Aviation New Zealand CEO John Nicholson said each pilot trainee spent about $80,000 a year while in New Zealand.
India is one of four countries from which only New Zealand citizens and their partners and family members can return to New Zealand.
If an exception is made for them, the IndiGo students would have to spend two weeks in a less high risk country before leaving for New Zealand, and then spend two weeks in quarantine when they get here.
A spokesperson for Immigration Minister Kris Faafoi said the minister and Cabinet regularly reviewed requests for exceptions that will admit international students to New Zealand.
They have to take into account the availability of quarantine spaces, and give priority to returning New Zealanders.
However, they did decide to admit 1000 international tertiary students this year, and 250 PhD students in October last year.

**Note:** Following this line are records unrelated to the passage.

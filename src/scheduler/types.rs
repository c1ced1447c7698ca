//! Scheduler type definitions
//!
//! Time, CPU, priority and parameter types shared by every part of the
//! scheduler subsystem.

use core::fmt;

use super::config::MAX_CPUS;
use super::fixed::Fixed;

/// Monotonic time in nanoseconds.
pub type SchedTime = i64;

/// Signed duration in nanoseconds.
pub type SchedDuration = i64;

/// Time value meaning "never".
pub const SCHED_TIME_INFINITE: SchedTime = i64::MAX;

/// Relative share of a fair thread, value / 65536.
pub type SchedWeight = Fixed<16>;

/// Fraction of a CPU requested by a deadline thread.
pub type SchedUtilization = Fixed<20>;

/// Fraction of the last time slice that was left when a thread was preempted.
pub type SchedRemainder = Fixed<20>;

/// Relative CPU capacity in (0, 1].
pub type SchedPerformanceScale = Fixed<20>;

/// Address space identifier handed to the context switch collaborator.
pub type AspaceId = u64;

// ============================================================================
// CPU numbering
// ============================================================================

/// Logical CPU number.
pub type CpuNum = usize;

/// Sentinel for "no CPU".
pub const INVALID_CPU: CpuNum = usize::MAX;

/// Bitmap of logical CPUs, bit N = CPU N.
#[derive(Clone, Copy, Default, PartialEq, Eq, Hash)]
pub struct CpuMask(u32);

impl CpuMask {
    pub const EMPTY: Self = Self(0);
    pub const ALL: Self = Self(u32::MAX);

    pub const fn from_bits(bits: u32) -> Self {
        Self(bits)
    }

    pub const fn bits(self) -> u32 {
        self.0
    }

    /// Mask containing only `cpu`. An invalid CPU yields an empty mask.
    #[inline]
    pub const fn of(cpu: CpuNum) -> Self {
        if cpu < MAX_CPUS {
            Self(1 << cpu)
        } else {
            Self(0)
        }
    }

    /// Mask of CPUs `0..count`.
    pub const fn first(count: usize) -> Self {
        if count >= MAX_CPUS {
            Self(u32::MAX)
        } else {
            Self((1u32 << count) - 1)
        }
    }

    #[inline]
    pub const fn contains(self, cpu: CpuNum) -> bool {
        cpu < MAX_CPUS && self.0 & (1 << cpu) != 0
    }

    #[inline]
    pub const fn is_empty(self) -> bool {
        self.0 == 0
    }

    pub fn insert(&mut self, cpu: CpuNum) {
        self.0 |= Self::of(cpu).0;
    }

    pub fn remove(&mut self, cpu: CpuNum) {
        self.0 &= !Self::of(cpu).0;
    }

    pub const fn count(self) -> u32 {
        self.0.count_ones()
    }

    /// Lowest numbered CPU in the mask.
    pub const fn lowest(self) -> Option<CpuNum> {
        if self.0 == 0 {
            None
        } else {
            Some(self.0.trailing_zeros() as CpuNum)
        }
    }

    pub fn iter(self) -> impl Iterator<Item = CpuNum> {
        (0..MAX_CPUS).filter(move |&cpu| self.contains(cpu))
    }
}

impl core::ops::BitAnd for CpuMask {
    type Output = Self;
    fn bitand(self, rhs: Self) -> Self {
        Self(self.0 & rhs.0)
    }
}

impl core::ops::BitOr for CpuMask {
    type Output = Self;
    fn bitor(self, rhs: Self) -> Self {
        Self(self.0 | rhs.0)
    }
}

impl core::ops::BitOrAssign for CpuMask {
    fn bitor_assign(&mut self, rhs: Self) {
        self.0 |= rhs.0;
    }
}

impl core::ops::BitAndAssign for CpuMask {
    fn bitand_assign(&mut self, rhs: Self) {
        self.0 &= rhs.0;
    }
}

impl core::ops::Not for CpuMask {
    type Output = Self;
    fn not(self) -> Self {
        Self(!self.0)
    }
}

impl fmt::Debug for CpuMask {
    fn fmt(&self, f: &mut fmt::Formatter<'_>) -> fmt::Result {
        write!(f, "CpuMask({:#x})", self.0)
    }
}

// ============================================================================
// Threads
// ============================================================================

/// Stable thread identifier, an index into the thread arena.
#[derive(Clone, Copy, Debug, PartialEq, Eq, PartialOrd, Ord, Hash)]
pub struct Tid(pub u32);

impl Tid {
    #[inline]
    pub const fn index(self) -> usize {
        self.0 as usize
    }
}

impl fmt::Display for Tid {
    fn fmt(&self, f: &mut fmt::Formatter<'_>) -> fmt::Result {
        write!(f, "{}", self.0)
    }
}

/// Thread lifecycle state as seen by the scheduler.
#[derive(Clone, Copy, Debug, PartialEq, Eq)]
pub enum ThreadState {
    Initial,
    Ready,
    Running,
    Suspended,
    Blocked,
    BlockedReadLock,
    Sleeping,
    Death,
}

impl ThreadState {
    pub const fn as_str(self) -> &'static str {
        match self {
            ThreadState::Initial => "initial",
            ThreadState::Ready => "ready",
            ThreadState::Running => "running",
            ThreadState::Suspended => "suspended",
            ThreadState::Blocked => "blocked",
            ThreadState::BlockedReadLock => "blocked_read_lock",
            ThreadState::Sleeping => "sleeping",
            ThreadState::Death => "death",
        }
    }

    /// States a thread may be unblocked from.
    pub const fn is_blocked(self) -> bool {
        matches!(
            self,
            ThreadState::Initial
                | ThreadState::Suspended
                | ThreadState::Blocked
                | ThreadState::BlockedReadLock
                | ThreadState::Sleeping
        )
    }
}

/// Why the current thread stops running in `block()`.
#[derive(Clone, Copy, Debug, PartialEq, Eq)]
pub enum BlockReason {
    Blocked,
    BlockedReadLock,
    Sleeping,
    Suspended,
}

impl From<BlockReason> for ThreadState {
    fn from(reason: BlockReason) -> Self {
        match reason {
            BlockReason::Blocked => ThreadState::Blocked,
            BlockReason::BlockedReadLock => ThreadState::BlockedReadLock,
            BlockReason::Sleeping => ThreadState::Sleeping,
            BlockReason::Suspended => ThreadState::Suspended,
        }
    }
}

// ============================================================================
// Disciplines and parameters
// ============================================================================

/// Scheduling discipline of a thread.
#[derive(Clone, Copy, Debug, PartialEq, Eq)]
pub enum Discipline {
    Fair,
    Deadline,
}

impl Discipline {
    pub const fn as_str(self) -> &'static str {
        match self {
            Discipline::Fair => "fair",
            Discipline::Deadline => "deadline",
        }
    }
}

/// Parameters of a deadline thread: `capacity` of CPU time within
/// `deadline` of every arrival, arrivals `period` apart.
#[derive(Clone, Copy, Debug, PartialEq, Eq)]
pub struct DeadlineParams {
    pub capacity_ns: SchedDuration,
    pub deadline_ns: SchedDuration,
    pub period_ns: SchedDuration,
    pub utilization: SchedUtilization,
}

impl DeadlineParams {
    /// Validate and build deadline parameters.
    pub fn new(
        capacity_ns: SchedDuration,
        deadline_ns: SchedDuration,
        period_ns: SchedDuration,
    ) -> Result<Self, &'static str> {
        if capacity_ns <= 0 {
            return Err("deadline capacity must be positive");
        }
        if capacity_ns > deadline_ns {
            return Err("deadline capacity exceeds relative deadline");
        }
        if deadline_ns > period_ns {
            return Err("relative deadline exceeds period");
        }
        Ok(Self {
            capacity_ns,
            deadline_ns,
            period_ns,
            utilization: SchedUtilization::from_ratio(capacity_ns, period_ns),
        })
    }
}

/// Initial discipline requested at thread creation.
#[derive(Clone, Copy, Debug, PartialEq, Eq)]
pub enum SchedParams {
    Fair { priority: i32 },
    Deadline(DeadlineParams),
}

/// How a thread enters a run queue. Controls whether its virtual timeline
/// is reset or kept.
#[derive(Clone, Copy, Debug, PartialEq, Eq)]
pub enum Placement {
    /// Newly runnable: fresh start time and time slice.
    Insertion,
    /// Preempted with time left: keep the start time and the remainder.
    Preemption,
    /// Parameters changed while queued: keep timeline and remainder.
    Adjustment,
    /// Accounted to the CPU but not queued (about to run there).
    Association,
}

/// Stage passed to a thread's migrate function.
#[derive(Clone, Copy, Debug, PartialEq, Eq)]
pub enum MigrateStage {
    /// Called on the origin CPU before the thread leaves it.
    Before,
    /// Called on the destination CPU before the thread first runs there.
    After,
    /// Called when the thread exits.
    Exiting,
}

/// Whether a blocked thread's priority change should propagate through the
/// owner chain of the wait queue it is blocked on.
#[derive(Clone, Copy, Debug, PartialEq, Eq)]
pub enum PropagatePi {
    No,
    Yes,
}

"The changing situation with Covid-19 and its variants, as we are seeing in Australia and elsewhere at the moment, means that options for further border exceptions can change," the spokesperson said.
New Zealand's 12 pilot schools made a joint request to Government to grant "critical worker border exceptions" to 575 pilot trainees in the year that starts this month. It would allow them to plan ahead.
Meanwhile, Nicholson said, all pilot schools were losing students.
He's been told there could be an announcement in the next two weeks and is hopeful because Education Minister Chris Hipkins knows the pilot schools are not viable without international students, and they are needed to train New Zealand pilots.
The NZICPA would be in a good spot if the exceptions are granted, he said, because its IndiGo students are already enrolled and in touch with Whanganui.
He feels for the situation of the schools.
"You can't plan on hope. You have to make business decisions on what you see sitting in front of you," he said.